In 2016, ECBC facilitated technology transition and optimized engineering support to augment acquisition processes by broadening the concept of how protection from CBRNE threats is provided to the warfighter. That rethinking entails seeing CBRNE threat responses as an integrated system of systems or capability sets rather than individual pieces of protective equipment or detectors. For example, ECBC system designers consider whether a chemical biological detector should emphasize earlier warning or greater sensitivity in identifying chemical biological agent compounds, or whether personal protective equipment should provide more comfort for long-term wearing or more ease of donning and doffing in response to a threat identification.
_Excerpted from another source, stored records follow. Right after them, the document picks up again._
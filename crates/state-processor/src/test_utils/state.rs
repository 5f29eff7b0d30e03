use std::collections::{BTreeMap, BTreeSet};

use alloy_primitives::{keccak256, Address, Bytes, Log, B256, U256};

use crate::{StateStore, TxLog};

/// An account of [`MemoryState`].
#[derive(Debug, Clone, Default, PartialEq, Eq)]
pub struct MemoryAccount {
    /// Account nonce.
    pub nonce: u64,
    /// Account balance.
    pub balance: U256,
    /// Runtime code, if any.
    pub code: Option<Bytes>,
    /// Storage slots.
    pub storage: BTreeMap<U256, U256>,
}

impl MemoryAccount {
    /// Whether the account is empty in the EIP-161 sense and holds no storage.
    pub fn is_empty(&self) -> bool {
        self.nonce == 0 &&
            self.balance.is_zero() &&
            self.code.as_ref().is_none_or(|code| code.is_empty()) &&
            self.storage.is_empty()
    }
}

/// A [`StateStore`] held entirely in memory.
///
/// The state root is a keccak hash over the ordered account set, which is deterministic but not
/// a Merkle-Patricia root.
#[derive(Debug, Clone, Default)]
pub struct MemoryState {
    accounts: BTreeMap<Address, MemoryAccount>,
    touched: BTreeSet<Address>,
    access_list: BTreeSet<Address>,
    logs: Vec<(B256, usize, Log)>,
    tx_hash: B256,
    tx_index: usize,
    snapshots: usize,
    finalised: usize,
}

impl MemoryState {
    /// Sets the balance of `address`.
    pub fn fund(&mut self, address: Address, balance: U256) {
        self.account_mut(address).balance = balance;
    }

    /// Builder variant of [`Self::fund`].
    pub fn with_balance(mut self, address: Address, balance: U256) -> Self {
        self.fund(address, balance);
        self
    }

    /// Sets the nonce of `address`.
    pub fn set_nonce(&mut self, address: Address, nonce: u64) {
        self.account_mut(address).nonce = nonce;
    }

    /// Sets a storage slot of `address`.
    pub fn set_storage(&mut self, address: Address, slot: U256, value: U256) {
        self.account_mut(address).storage.insert(slot, value);
    }

    /// Returns the account at `address`.
    pub fn account(&self, address: Address) -> Option<&MemoryAccount> {
        self.accounts.get(&address)
    }

    /// Nonce of `address`.
    pub fn nonce(&self, address: Address) -> u64 {
        self.account(address).map_or(0, |account| account.nonce)
    }

    /// Code of `address`.
    pub fn code(&self, address: Address) -> Option<Bytes> {
        self.account(address).and_then(|account| account.code.clone())
    }

    /// Storage slot of `address`.
    pub fn storage(&self, address: Address, slot: U256) -> U256 {
        self.account(address)
            .and_then(|account| account.storage.get(&slot).copied())
            .unwrap_or_default()
    }

    /// Whether `address` was added to the access list.
    pub fn in_access_list(&self, address: Address) -> bool {
        self.access_list.contains(&address)
    }

    /// Number of [`StateStore::snapshot`] calls.
    pub const fn snapshots(&self) -> usize {
        self.snapshots
    }

    /// Number of [`StateStore::finalise`] calls, including those made by
    /// [`StateStore::intermediate_root`].
    pub const fn finalised(&self) -> usize {
        self.finalised
    }

    /// Every log recorded so far.
    pub fn all_logs(&self) -> impl Iterator<Item = &Log> {
        self.logs.iter().map(|(_, _, log)| log)
    }

    /// Hash of the current account set, without finalising.
    pub fn root(&self) -> B256 {
        let mut buf = Vec::new();
        for (address, account) in &self.accounts {
            buf.extend_from_slice(address.as_slice());
            buf.extend_from_slice(&account.nonce.to_be_bytes());
            buf.extend_from_slice(&account.balance.to_be_bytes::<32>());
            if let Some(code) = &account.code {
                buf.extend_from_slice(keccak256(code).as_slice());
            }
            for (slot, value) in &account.storage {
                buf.extend_from_slice(&slot.to_be_bytes::<32>());
                buf.extend_from_slice(&value.to_be_bytes::<32>());
            }
        }
        keccak256(&buf)
    }

    fn account_mut(&mut self, address: Address) -> &mut MemoryAccount {
        self.touched.insert(address);
        self.accounts.entry(address).or_default()
    }
}

impl StateStore for MemoryState {
    fn snapshot(&mut self) -> usize {
        self.snapshots += 1;
        self.snapshots
    }

    fn finalise(&mut self, delete_empty_objects: bool) {
        self.finalised += 1;
        let touched = core::mem::take(&mut self.touched);
        if delete_empty_objects {
            for address in touched {
                if self.accounts.get(&address).is_some_and(MemoryAccount::is_empty) {
                    self.accounts.remove(&address);
                }
            }
        }
    }

    fn intermediate_root(&mut self, delete_empty_objects: bool) -> B256 {
        self.finalise(delete_empty_objects);
        self.root()
    }

    fn set_tx_context(&mut self, tx_hash: B256, index: usize) {
        self.tx_hash = tx_hash;
        self.tx_index = index;
    }

    fn tx_index(&self) -> usize {
        self.tx_index
    }

    fn add_log(&mut self, log: Log) {
        self.logs.push((self.tx_hash, self.tx_index, log));
    }

    fn logs(&self, tx_hash: B256, block_number: u64, block_hash: B256) -> Vec<TxLog> {
        self.logs
            .iter()
            .enumerate()
            .filter(|(_, (hash, _, _))| *hash == tx_hash)
            .map(|(log_index, (hash, tx_index, log))| TxLog {
                inner: log.clone(),
                block_number,
                block_hash,
                tx_hash: *hash,
                tx_index: *tx_index as u64,
                log_index: log_index as u64,
            })
            .collect()
    }

    fn add_address_to_access_list(&mut self, address: Address) {
        self.access_list.insert(address);
    }

    fn exist(&self, address: Address) -> bool {
        self.accounts.contains_key(&address)
    }

    fn create_account(&mut self, address: Address) {
        self.account_mut(address);
    }

    fn balance(&self, address: Address) -> U256 {
        self.account(address).map(|account| account.balance).unwrap_or_default()
    }

    fn add_balance(&mut self, address: Address, amount: U256) {
        let account = self.account_mut(address);
        account.balance = account.balance.saturating_add(amount);
    }

    fn sub_balance(&mut self, address: Address, amount: U256) {
        let account = self.account_mut(address);
        account.balance = account.balance.saturating_sub(amount);
    }

    fn set_code(&mut self, address: Address, code: Bytes) {
        self.account_mut(address).code = Some(code);
    }
}
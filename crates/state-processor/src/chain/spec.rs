use alloy_hardforks::{EthereumHardfork, ForkCondition, Hardfork};
use alloy_primitives::{map::HashMap, Address, BlockNumber, BlockTimestamp, Bytes};
use serde::{Deserialize, Serialize};

use crate::{EipGate, ParliaHardfork, Rules};

/// The consensus variant a chain runs.
///
/// Some protocol paths are variant specific, e.g. a zero beacon root is ignored on PoSA chains.
#[derive(Debug, Clone, Copy, Default, PartialEq, Eq, Hash, Serialize, Deserialize)]
#[serde(rename_all = "lowercase")]
pub enum ConsensusKind {
    /// Proof-of-work.
    #[default]
    Ethash,
    /// Proof-of-authority.
    Clique,
    /// Proof-of-stake driven by a beacon chain.
    Beacon,
    /// Proof-of-staked-authority (Parlia).
    Parlia,
}

/// Parameters of the one-shot DAO hard-fork balance migration.
#[derive(Debug, Clone, PartialEq, Eq, Serialize, Deserialize)]
#[serde(rename_all = "camelCase")]
pub struct DaoFork {
    /// Block at which the migration runs.
    pub block: BlockNumber,
    /// Account receiving the drained balances.
    pub beneficiary: Address,
    /// Accounts whose balances are drained.
    pub drain_list: Vec<Address>,
}

/// New runtime code installed at a system contract address when a fork activates.
#[derive(Debug, Clone, PartialEq, Eq, Serialize, Deserialize)]
pub struct ContractUpgrade {
    /// The system contract being upgraded.
    pub address: Address,
    /// The runtime code installed at `address`.
    pub code: Bytes,
}

/// Resolved chain specification.
///
/// Holds the [`ForkCondition`] of every configured hardfork (Ethereum and PoSA alike), the
/// optional DAO-fork parameters, the consensus variant and the built-in system-contract upgrade
/// registry. Forks that are not configured are treated as [`ForkCondition::Never`].
#[derive(Debug, Clone, Default)]
pub struct ChainSpec {
    chain_id: u64,
    hardforks: HashMap<&'static str, ForkCondition>,
    dao_fork: Option<DaoFork>,
    consensus: ConsensusKind,
    contract_upgrades: Vec<(&'static str, Vec<ContractUpgrade>)>,
}

impl ChainSpec {
    /// Creates an empty specification for `chain_id`: no fork is active.
    pub fn new(chain_id: u64) -> Self {
        Self { chain_id, ..Default::default() }
    }

    /// Creates a specification with every Ethereum hardfork up to and including Cancun active
    /// from genesis.
    pub fn cancun(chain_id: u64) -> Self {
        let block_forks = [
            EthereumHardfork::Frontier,
            EthereumHardfork::Homestead,
            EthereumHardfork::Tangerine,
            EthereumHardfork::SpuriousDragon,
            EthereumHardfork::Byzantium,
            EthereumHardfork::Constantinople,
            EthereumHardfork::Petersburg,
            EthereumHardfork::Istanbul,
            EthereumHardfork::Berlin,
            EthereumHardfork::London,
        ];
        let time_forks = [EthereumHardfork::Shanghai, EthereumHardfork::Cancun];

        let mut spec = Self::new(chain_id);
        for fork in block_forks {
            spec.insert(fork, ForkCondition::Block(0));
        }
        for fork in time_forks {
            spec.insert(fork, ForkCondition::Timestamp(0));
        }
        spec
    }

    /// Inserts a hardfork into the specification. If the hardfork is already present, it will
    /// be overwritten.
    pub fn insert(&mut self, hardfork: impl Hardfork, condition: ForkCondition) {
        self.hardforks.insert(hardfork.name(), condition);
    }

    /// Builder variant of [`Self::insert`].
    pub fn with_fork(mut self, hardfork: impl Hardfork, condition: ForkCondition) -> Self {
        self.insert(hardfork, condition);
        self
    }

    /// Removes a hardfork, making it inactive forever.
    pub fn without_fork(mut self, hardfork: impl Hardfork) -> Self {
        self.hardforks.remove(hardfork.name());
        self
    }

    /// Enables the DAO-fork balance migration.
    pub fn with_dao_fork(mut self, dao_fork: DaoFork) -> Self {
        self.insert(EthereumHardfork::Dao, ForkCondition::Block(dao_fork.block));
        self.dao_fork = Some(dao_fork);
        self
    }

    /// Sets the consensus variant.
    pub fn with_consensus(mut self, consensus: ConsensusKind) -> Self {
        self.consensus = consensus;
        self
    }

    /// Registers a system-contract upgrade applied on the block where `hardfork` activates.
    pub fn with_contract_upgrade(
        mut self,
        hardfork: impl Hardfork,
        upgrade: ContractUpgrade,
    ) -> Self {
        let name = hardfork.name();
        match self.contract_upgrades.iter_mut().find(|(fork, _)| *fork == name) {
            Some((_, upgrades)) => upgrades.push(upgrade),
            None => self.contract_upgrades.push((name, vec![upgrade])),
        }
        self
    }

    /// Returns the chain id.
    pub const fn chain_id(&self) -> u64 {
        self.chain_id
    }

    /// Returns the consensus variant.
    pub const fn consensus(&self) -> ConsensusKind {
        self.consensus
    }

    /// Returns the DAO-fork parameters, if the chain supports the DAO fork.
    pub const fn dao_fork(&self) -> Option<&DaoFork> {
        self.dao_fork.as_ref()
    }

    /// Returns the registered system-contract upgrades, keyed by hardfork name.
    pub fn contract_upgrades(&self) -> impl Iterator<Item = (&'static str, &[ContractUpgrade])> {
        self.contract_upgrades.iter().map(|(fork, upgrades)| (*fork, upgrades.as_slice()))
    }

    /// Retrieves the [`ForkCondition`] of `hardfork`. If it is not present, returns
    /// [`ForkCondition::Never`].
    pub fn fork(&self, hardfork: impl Hardfork) -> ForkCondition {
        self.fork_by_name(hardfork.name())
    }

    fn fork_by_name(&self, name: &str) -> ForkCondition {
        self.hardforks.get(name).copied().unwrap_or(ForkCondition::Never)
    }

    /// Returns `true` if `hardfork` is active for a block with the given number and timestamp.
    ///
    /// Block-activated forks compare against the number, time-activated forks against the
    /// timestamp.
    pub fn is_active(
        &self,
        hardfork: impl Hardfork,
        number: BlockNumber,
        timestamp: BlockTimestamp,
    ) -> bool {
        condition_active(self.fork(hardfork), number, timestamp)
    }

    /// Returns `true` if the hardfork named `name` activates exactly on this block.
    ///
    /// A block-activated fork transitions on its fork block. A time-activated fork transitions on
    /// the first block whose timestamp reaches the activation time while its parent's does not.
    pub fn transitions_at(
        &self,
        name: &str,
        number: BlockNumber,
        parent_timestamp: BlockTimestamp,
        timestamp: BlockTimestamp,
    ) -> bool {
        match self.fork_by_name(name) {
            ForkCondition::Block(block) => block == number,
            condition @ ForkCondition::Timestamp(_) => {
                condition.active_at_timestamp(timestamp) &&
                    !condition.active_at_timestamp(parent_timestamp)
            }
            _ => false,
        }
    }

    /// Resolves the active [`Rules`] for a block with the given number and timestamp.
    pub fn rules(&self, number: BlockNumber, timestamp: BlockTimestamp) -> Rules {
        let eth = |fork: EthereumHardfork| self.is_active(fork, number, timestamp);
        // A separately scheduled EIP wins over Spurious Dragon.
        let eip = |gate: EipGate| match self.fork(gate) {
            ForkCondition::Never => eth(EthereumHardfork::SpuriousDragon),
            condition => condition_active(condition, number, timestamp),
        };
        Rules {
            chain_id: self.chain_id,
            number,
            timestamp,
            is_homestead: eth(EthereumHardfork::Homestead),
            is_eip150: eth(EthereumHardfork::Tangerine),
            is_eip155: eip(EipGate::Eip155),
            is_eip158: eip(EipGate::Eip158),
            is_byzantium: eth(EthereumHardfork::Byzantium),
            is_constantinople: eth(EthereumHardfork::Constantinople),
            is_petersburg: eth(EthereumHardfork::Petersburg),
            is_istanbul: eth(EthereumHardfork::Istanbul),
            is_berlin: eth(EthereumHardfork::Berlin),
            is_london: eth(EthereumHardfork::London),
            is_shanghai: eth(EthereumHardfork::Shanghai),
            is_cancun: eth(EthereumHardfork::Cancun),
            is_prague: eth(EthereumHardfork::Prague),
            is_feynman: self.is_active(ParliaHardfork::Feynman, number, timestamp),
            is_dao_fork_block: self.dao_fork.as_ref().is_some_and(|dao| dao.block == number),
            is_parlia: self.consensus == ConsensusKind::Parlia,
        }
    }
}

fn condition_active(
    condition: ForkCondition,
    number: BlockNumber,
    timestamp: BlockTimestamp,
) -> bool {
    match condition {
        ForkCondition::Block(_) => condition.active_at_block(number),
        ForkCondition::Timestamp(_) => condition.active_at_timestamp(timestamp),
        _ => false,
    }
}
These tradeoffs are then matched to varying battlefield chemical biological threats such as artillery salvos versus improvised explosive devices versus drones versus barrel bombs. This analysis produces a suite of scenario-based solution sets for planners along the entire acquisition life cycle to consider, encouraging holistic thinking from design conception to fielding. The place where this new way of thinking takes place is ECBC’s Systems Integration Laboratory where warfighters, researchers, engineers, acquisition personnel, and the customer engage in a process known as the Analytical Framework. Together, they provide strategic insight, portfolio oversight, warfighter operational risk reduction, and data driven information for decision makers.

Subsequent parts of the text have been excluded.